On Friday, 1 January 2016 at 00:41:56 UTC, brian wrote:
I have a large list, B, of string items. For each item in that
large list, I need to see if it is in the smaller list, A.
I have been using a simple string array for the storage of A
string[] A
and then using foreach to go through all the items of B and
check they are in A
foreach(string;B)
/* this looks hacky but wasn't working without the !=0 bit )
if(find(A,string) != 0)
writeln("Found a line: ", string);
While this works for small datasets, but when either A or B get
large (A could be up to 150k records, B in the millions) it
takes quite a while to run.
I'd like to know what is the best way to store lists of text
for searching? Is there a better container than a simply array?
Neither A nor B need to be ordered for my purpose, but would
sorting help the search?

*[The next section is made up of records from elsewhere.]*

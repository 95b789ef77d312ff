//! Power mismatch and the ordering of the Newton unknowns.
//!
//! | Bus   | ΔP row                         | ΔQ row                          |
//! |-------|--------------------------------|---------------------------------|
//! | Slack | none                           | none                            |
//! | PV    | `P_set/S_base − P_k`           | none                            |
//! | PQ    | `−P_load/S_base − P_k`         | `−Q_load/S_base − Q_k`          |
//!
//! Rows are ΔP for every non-slack bus in bus order, then ΔQ for every PQ bus
//! in bus order. [`UnknownLayout`] owns that ordering; the Jacobian trim and
//! the state update read it from the same value.

use faultflow_core::{BusKind, BusType, MegavoltAmperes, Network};

use super::injection::{BusState, PowerInjections};

/// Which buses carry an angle unknown and which carry a magnitude unknown.
#[derive(Debug, Clone, PartialEq, Eq)]
pub struct UnknownLayout {
    n_bus: usize,
    angle_buses: Vec<usize>,
    magnitude_buses: Vec<usize>,
}

impl UnknownLayout {
    pub fn new(bus_types: &[BusType]) -> Self {
        let mut angle_buses = Vec::new();
        let mut magnitude_buses = Vec::new();
        for (i, bus_type) in bus_types.iter().enumerate() {
            if *bus_type != BusType::Slack {
                angle_buses.push(i);
            }
            if *bus_type == BusType::PQ {
                magnitude_buses.push(i);
            }
        }
        Self {
            n_bus: bus_types.len(),
            angle_buses,
            magnitude_buses,
        }
    }

    pub fn from_network(network: &Network) -> Self {
        let types: Vec<BusType> = network.buses().map(|b| b.bus_type()).collect();
        Self::new(&types)
    }

    /// Number of unknowns (and of mismatch rows).
    pub fn len(&self) -> usize {
        self.angle_buses.len() + self.magnitude_buses.len()
    }

    pub fn is_empty(&self) -> bool {
        self.len() == 0
    }

    pub fn n_bus(&self) -> usize {
        self.n_bus
    }

    pub fn angle_buses(&self) -> &[usize] {
        &self.angle_buses
    }

    pub fn magnitude_buses(&self) -> &[usize] {
        &self.magnitude_buses
    }

    /// Row/column positions of the unknowns inside the full `2N × 2N`
    /// Jacobian (`[δ_0..δ_N, V_0..V_N]`), in unknown order.
    pub fn full_indices(&self) -> Vec<usize> {
        self.angle_buses
            .iter()
            .copied()
            .chain(self.magnitude_buses.iter().map(|&i| self.n_bus + i))
            .collect()
    }

    /// `x += Δx`: angle deltas to non-slack buses, magnitude deltas to PQ buses.
    pub fn apply_update(&self, state: &mut BusState, delta: &[f64]) {
        debug_assert_eq!(delta.len(), self.len());
        let n_ang = self.angle_buses.len();
        for (k, &bus) in self.angle_buses.iter().enumerate() {
            state.v_ang[bus] += delta[k];
        }
        for (k, &bus) in self.magnitude_buses.iter().enumerate() {
            state.v_mag[bus] += delta[n_ang + k];
        }
    }
}

/// Specified per-unit injections; entries without an equation stay zero.
#[derive(Debug, Clone, PartialEq)]
pub struct ScheduledPower {
    pub p: Vec<f64>,
    pub q: Vec<f64>,
}

impl ScheduledPower {
    pub fn from_kinds<'a, I>(kinds: I, base: MegavoltAmperes) -> Self
    where
        I: IntoIterator<Item = &'a BusKind>,
    {
        let (p, q) = kinds
            .into_iter()
            .map(|kind| match *kind {
                BusKind::Slack => (0.0, 0.0),
                BusKind::Pv { p_setpoint, .. } => (p_setpoint.to_per_unit(base), 0.0),
                BusKind::Pq { p_load, q_load } => {
                    (-p_load.to_per_unit(base), -q_load.to_per_unit(base))
                }
            })
            .unzip();
        Self { p, q }
    }

    pub fn from_network(network: &Network) -> Self {
        Self::from_kinds(
            network.buses().map(|b| &b.kind),
            network.settings.base_power,
        )
    }
}

/// Specified minus calculated, in [`UnknownLayout`] order.
pub fn compute_mismatch(
    layout: &UnknownLayout,
    scheduled: &ScheduledPower,
    injections: &PowerInjections,
) -> Vec<f64> {
    let dp = layout
        .angle_buses
        .iter()
        .map(|&i| scheduled.p[i] - injections.p[i]);
    let dq = layout
        .magnitude_buses
        .iter()
        .map(|&i| scheduled.q[i] - injections.q[i]);
    dp.chain(dq).collect()
}

/// Largest absolute entry, zero for an empty vector and infinite if any
/// entry is NaN or infinite.
pub fn max_abs(values: &[f64]) -> f64 {
    if values.iter().any(|v| !v.is_finite()) {
        return f64::INFINITY;
    }
    values.iter().fold(0.0, |acc, v| acc.max(v.abs()))
}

Would it help enough to be worth the
CPU expense?
Regards
B
Your problem is that your algorithm is O(m*n). (B is m ,A is n)
A simple speedup would be to sort A and then use a binary search
(O(m*log(n)))
(partially sorting B may also help but only for cache)
Fully sorting may be worth doing if you have other steps after
that also benefit in speed when working on sorted data (like
searching does).
Changing A to a trie is another possibility.
But as always it help to know your data. How long are the
strings(are they of the same length)? Are there any similarities
(e.g. are they all email addresses)? Are there duplicates allowed
in B?
Nic